Between-group heritability and the status of hereditarianism as an evolutionary science
Between-group heritability and the status of hereditarianism as an evolutionary science
Roseman, C. C.; Bird, K.
AbstractHereditarianism is a school of thought that contends there are substantial evolved cognitive and behavioral differences among groups of humans which are both resistant to environmental intervention and are a root cause of differential social outcomes across groups. The relationship of between- group heritability (h2B) to within-group heritability (h2W) is one of the key theoretical components of hereditarianism and forms one of the bases for its claim to be an evolutionary science. Here, we examine the relationship between h2B and h2W and its application to problems in the hereditarian literature from an evolutionary genetic perspective. We demonstrate that the formulation of the relationship between h2B and h2W used in the hereditarian literature has no evolutionary content. By re-writing the relationship between h2B and h2W in a novel evolutionary framework, we demonstrate that there is no way to predict h2B using h2W without considerable additional theory that is absent from the hereditarian literature.

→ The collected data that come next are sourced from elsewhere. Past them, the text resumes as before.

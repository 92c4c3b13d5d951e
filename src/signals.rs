//! OS signal handling
//!
//! SIGINT/SIGTERM shut the daemon down with the backlight forced on.
//! SIGUSR1/SIGUSR2 force the backlight on/off, unless user signals are
//! disabled. Signals never touch the hardware themselves: each one is turned
//! into an [`InputEvent`] on the router queue.

use tokio::signal::unix::{signal, SignalKind};
use tokio::sync::mpsc;
use tokio::task::JoinHandle;
use tracing::debug;

use crate::router::{ControlSignal, InputEvent};

/// Signals listened for, given whether user signals are enabled
pub fn handled_signals(user_signals: bool) -> Vec<(SignalKind, ControlSignal)> {
    let mut handled = vec![
        (SignalKind::interrupt(), ControlSignal::Interrupt),
        (SignalKind::terminate(), ControlSignal::Terminate),
    ];
    if user_signals {
        handled.push((SignalKind::user_defined1(), ControlSignal::ForceOn));
        handled.push((SignalKind::user_defined2(), ControlSignal::ForceOff));
    }
    handled
}

/// Install the handlers and forward each delivery to `events`
///
/// Must be called from inside a tokio runtime. The listener tasks stop once
/// the router side of `events` is gone.
pub fn listen(
    events: mpsc::UnboundedSender<InputEvent>,
    user_signals: bool,
) -> std::io::Result<Vec<JoinHandle<()>>> {
    let mut tasks = Vec::new();
    for (kind, control) in handled_signals(user_signals) {
        let mut stream = signal(kind)?;
        let events = events.clone();
        tasks.push(tokio::spawn(async move {
            while stream.recv().await.is_some() {
                debug!("received signal {}", control.signo());
                if events.send(InputEvent::Signal(control)).is_err() {
                    break;
                }
            }
        }));
    }
    debug!(
        "signal USR1/USR2 {}",
        if user_signals { "enabled" } else { "disabled" }
    );
    Ok(tasks)
}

Furthermore, we demonstrate that the hereditarian technique that uses h2B and h2W as a means of judging whether a given difference between groups may be plausibly ameliorated through environmental intervention is mathematically flawed. Lastly, we fill a gap in the hereditarian literature by writing out a means of using h2B to predict the absolute difference between groups under a neutral evolutionary model and find that it is much smaller than claimed by hereditarians. In conclusion, we propose a path forward for the study of human variation that moves us past the ill-conceived nature vs. nurture question and allows us to focus on more productive issues.